2016年1月28日木曜日

バンドやろうぜ⑥〜ハム編〜

ステージに置かれた、3つのハム色のタンバリン。
だいぶ、くたびれている。
三人の努力の証でもあるんだ。

今日ボクはハム工場を休んで、このライブハウスにいる。
そう。Hamumeを見るために!
身体にぎゅっと力が入る。ボクの目は涙でにじんでいた。

「関東工場の工場長!今から泣いてどないしますの?メンバー、驚いてしまうで!」
大声でボクに話しかけ肩を組んできた男がいる。
「あ!関西工場の工場長!いらしたんですか!?」
関西工場長は、ハムで出来た昇り旗を背中にさしている。
「あ!すごい!この旗、ハムで出来てる!」
「せやで。今日は、新生ハムームの記念すべき初ライブや。これぐらいの気合い当たり前や。工場は休みにしたんやで」
その言葉を聞いて、ボクの心がもやっとした。

「新生Hamume」

そうなんだ。ボクは、今までのHamumeが好きだったんだけど、今日からガラっと雰囲気が変わってしまうという噂だ。
「中田ハムタカにオファーしたけど、断られて、ハムスターに頼んだらしいで」
「そんな…。ハムスターが曲を作ったんですか?大丈夫かな」
「でも、そうとうな神曲らしいんや」
「神曲、ですか…」

ライブハウスの照明がふっと消えた。
とうとうHamumeの出番だ!
ボクの心臓は飛び出してしまいそうだ。

三人は、天女のようにステージ場に現れた。
違う…、ボクは思わずつぶやいた。
今までの彼女たちとは目の輝きが違う!
これは、そうとうすごいライブになるぞ。
ボクはそう予感した。

「それでは1曲目。

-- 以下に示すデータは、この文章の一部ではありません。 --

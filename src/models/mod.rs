//! Response envelopes shared by every handler

use serde::{Deserialize, Serialize};

/// API response wrapper
#[derive(Debug, Serialize, Deserialize)]
pub struct ApiResponse<T> {
    pub success: bool,
    pub data: Option<T>,
    pub error: Option<String>,
}

impl<T> ApiResponse<T> {
    pub fn ok(data: T) -> Self {
        Self {
            success: true,
            data: Some(data),
            error: None,
        }
    }
}

/// Body returned by delete endpoints
#[derive(Debug, Serialize, Deserialize, Clone, Copy, PartialEq, Eq)]
pub struct Deleted {
    pub id: i64,
}

/// Health check response
#[derive(Debug, Serialize, Deserialize)]
pub struct HealthResponse {
    pub status: String,
    pub database: String,
    pub version: String,
}
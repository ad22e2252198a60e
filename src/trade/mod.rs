//! Trade engine: offers, mirror matching and settlement

pub mod matching;
mod model;
pub mod offers;
mod service;
pub mod settlement;

pub use model::*;
pub use service::TradeService;
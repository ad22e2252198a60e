use axum::{
    routing::{get, post},
    Router,
};

use crate::handlers::pack::open_pack;
use crate::handlers::profile::*;
use crate::state::AppState;
use crate::store::Database;

pub fn profile_routes<D: Database>() -> Router<AppState<D>> {
    Router::new()
        .route(
            "/api/profiles",
            get(list_profiles::<D>).post(create_profile::<D>),
        )
        .route(
            "/api/profiles/:id",
            get(get_profile::<D>)
                .put(update_profile::<D>)
                .delete(delete_profile::<D>),
        )
        .route(
            "/api/profiles/:id/collection",
            get(get_profile_collection::<D>),
        )
        .route(
            "/api/profiles/:id/collection/:card_id",
            get(get_profile_card_holdings::<D>),
        )
        .route("/api/profiles/:id/packs", post(open_pack::<D>))
}
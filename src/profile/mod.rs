mod model;
mod service;

pub use model::*;
pub use service::ProfileService;
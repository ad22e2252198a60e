mod model;
mod service;

pub use model::*;
pub use service::RarityService;
//! Ledger and settlement against a real PostgreSQL database

#[cfg(test)]
mod tests {
    use sqlx::PgPool;

    use card_collector_server::card::{CardInput, CardService};
    use card_collector_server::collection::CollectionService;
    use card_collector_server::profile::{ProfileInput, ProfileService};
    use card_collector_server::rarity::{RarityInput, RarityService};
    use card_collector_server::store::PgDatabase;
    use card_collector_server::trade::{ProposalOutcome, TradeOfferInput, TradeService};

    /// Helper to create a migrated test database
    async fn setup_test_db() -> PgDatabase {
        let database_url = std::env::var("TEST_DATABASE_URL")
            .unwrap_or_else(|_| "postgresql://localhost/card_collector_test".to_string());

        let pool: PgPool = sqlx::postgres::PgPoolOptions::new()
            .max_connections(2)
            .connect(&database_url)
            .await
            .expect("Failed to connect to test database");

        card_collector_server::db::run_migrations(&pool)
            .await
            .expect("Failed to run migrations");

        PgDatabase::new(pool)
    }

    #[tokio::test]
    #[ignore] // Requires database setup
    async fn test_settlement_round_trip() {
        let db = setup_test_db().await;
        let rarities = RarityService::new(db.clone());
        let cards = CardService::new(db.clone());
        let profiles = ProfileService::new(db.clone());
        let collection = CollectionService::new(db.clone());
        let trades = TradeService::new(db.clone());

        let rarity = rarities
            .add(RarityInput {
                name: "Common".to_string(),
            })
            .await
            .unwrap();
        let x = cards
            .add(CardInput {
                name: "Goblin".to_string(),
                rarity_id: rarity.id,
            })
            .await
            .unwrap();
        let y = cards
            .add(CardInput {
                name: "Orc".to_string(),
                rarity_id: rarity.id,
            })
            .await
            .unwrap();
        let alice = profiles
            .add(ProfileInput {
                name: "alice".to_string(),
            })
            .await
            .unwrap();
        let bob = profiles
            .add(ProfileInput {
                name: "bob".to_string(),
            })
            .await
            .unwrap();

        collection.add_ownership(alice.id, x.id).await.unwrap();
        collection.add_ownership(bob.id, y.id).await.unwrap();

        trades
            .propose(TradeOfferInput {
                profile_posted: alice.id,
                card_offered: x.id,
                card_wanted: y.id,
            })
            .await
            .unwrap();
        let outcome = trades
            .propose(TradeOfferInput {
                profile_posted: bob.id,
                card_offered: y.id,
                card_wanted: x.id,
            })
            .await
            .unwrap();

        assert!(matches!(outcome, ProposalOutcome::Settled(_)));
        assert_eq!(collection.count_by_profile_and_card(alice.id, y.id).await.unwrap(), 1);
        assert_eq!(collection.count_by_profile_and_card(bob.id, x.id).await.unwrap(), 1);

        // Clean up so reruns start fresh
        assert!(profiles.delete(alice.id).await.unwrap());
        assert!(profiles.delete(bob.id).await.unwrap());
        assert!(cards.delete(x.id).await.unwrap());
        assert!(cards.delete(y.id).await.unwrap());
        assert!(rarities.delete(rarity.id).await.unwrap());
    }

    #[tokio::test]
    #[ignore] // Requires database setup
    async fn test_health_ping() {
        use card_collector_server::store::Database;

        let db = setup_test_db().await;
        assert!(db.ping().await.is_ok());
    }
}
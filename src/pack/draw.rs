//! Pack draws

use rand::seq::SliceRandom;
use rand::Rng;

use crate::card::Card;

/// Draw `amount` cards uniformly, with replacement, in draw order.
/// None when the pool is empty.
pub fn draw_cards<R: Rng + ?Sized>(pool: &[Card], amount: usize, rng: &mut R) -> Option<Vec<Card>> {
    if pool.is_empty() {
        return None;
    }

    (0..amount).map(|_| pool.choose(rng).cloned()).collect()
}
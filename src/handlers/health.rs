use axum::{extract::State, Json};

use crate::models::HealthResponse;
use crate::state::AppState;
use crate::store::Database;

pub async fn root() -> &'static str {
    "Card Collector API Server"
}

/// Health check endpoint
pub async fn health_check<D: Database>(State(state): State<AppState<D>>) -> Json<HealthResponse> {
    let database = match state.db.ping().await {
        Ok(()) => "connected".to_string(),
        Err(e) => format!("error: {}", e),
    };

    let status = if database == "connected" {
        "healthy"
    } else {
        "unhealthy"
    };

    Json(HealthResponse {
        status: status.to_string(),
        database,
        version: env!("CARGO_PKG_VERSION").to_string(),
    })
}
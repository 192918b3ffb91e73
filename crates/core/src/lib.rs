//! Core of the Game Boy ROM extension checker.
//!
//! Inputs (archives, folders, loose files) are collected into a flat list of
//! [`CollectedRom`]s, each ROM's CGB header flag is compared with its file
//! extension on a small worker pool, and the verdicts are rendered as a
//! fixed-width table. Nothing outside the temporary workspace is ever written.

pub mod cancel;
pub mod collect;
pub mod error;
pub mod extract;
pub mod logging;
pub mod report;
pub mod rom;
pub mod verify;
pub mod width;
pub mod workspace;

pub use cancel::CancelFlag;
pub use collect::{
    collect_all, resolve_inputs, ArchiveCollector, CollectEvent, CollectedRom, InputSource,
};
pub use error::CheckError;
pub use extract::{Extractor, SevenZipExtractor, ZipExtractor};
pub use report::{render_table, ReportStyle, Summary};
pub use rom::{check_rom, detect_header_type, HeaderType, RomVerdict, VerdictStatus};
pub use verify::{default_workers, verify_all};
pub use width::WidthStrategy;
pub use workspace::TemporaryWorkspace;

聞いてください!」
「私たちの新曲!」
「コンピューターハム工場!」

♪コンピューター加工食〜!
 基本ピンクじゃないと 食事時に
 チーズじゃないの?と 間違えるの
 求めるものはいつでも 自然食よ 
 食べたら太るだけ…

「な!なんや!この暗い曲は!つーか、うっすらハム否定してるやないか!俺たちの職業も否定されててあかん!」
「関西工場の工場長!おちついて!」
「落ち着いてられまっか!つーか関東工場の工場長、加工食バカにされてくやしくないんでっか!!」
関西工場の言う通りだ。ボクもショックだ!こんな地獄みたいな曲聞きたくないよ!

「それではつづいて2曲目!…チョコレートドーナツみたいなハム!」


曲のタイトルもぐずぐずだし、ボクはどうやって応援していいかわからなかった。
メンバー達がすごくキラキラしているのがボクをより複雑な気分にさせた。

新生Hamumeの重たい地獄の門は今、開いたのだ。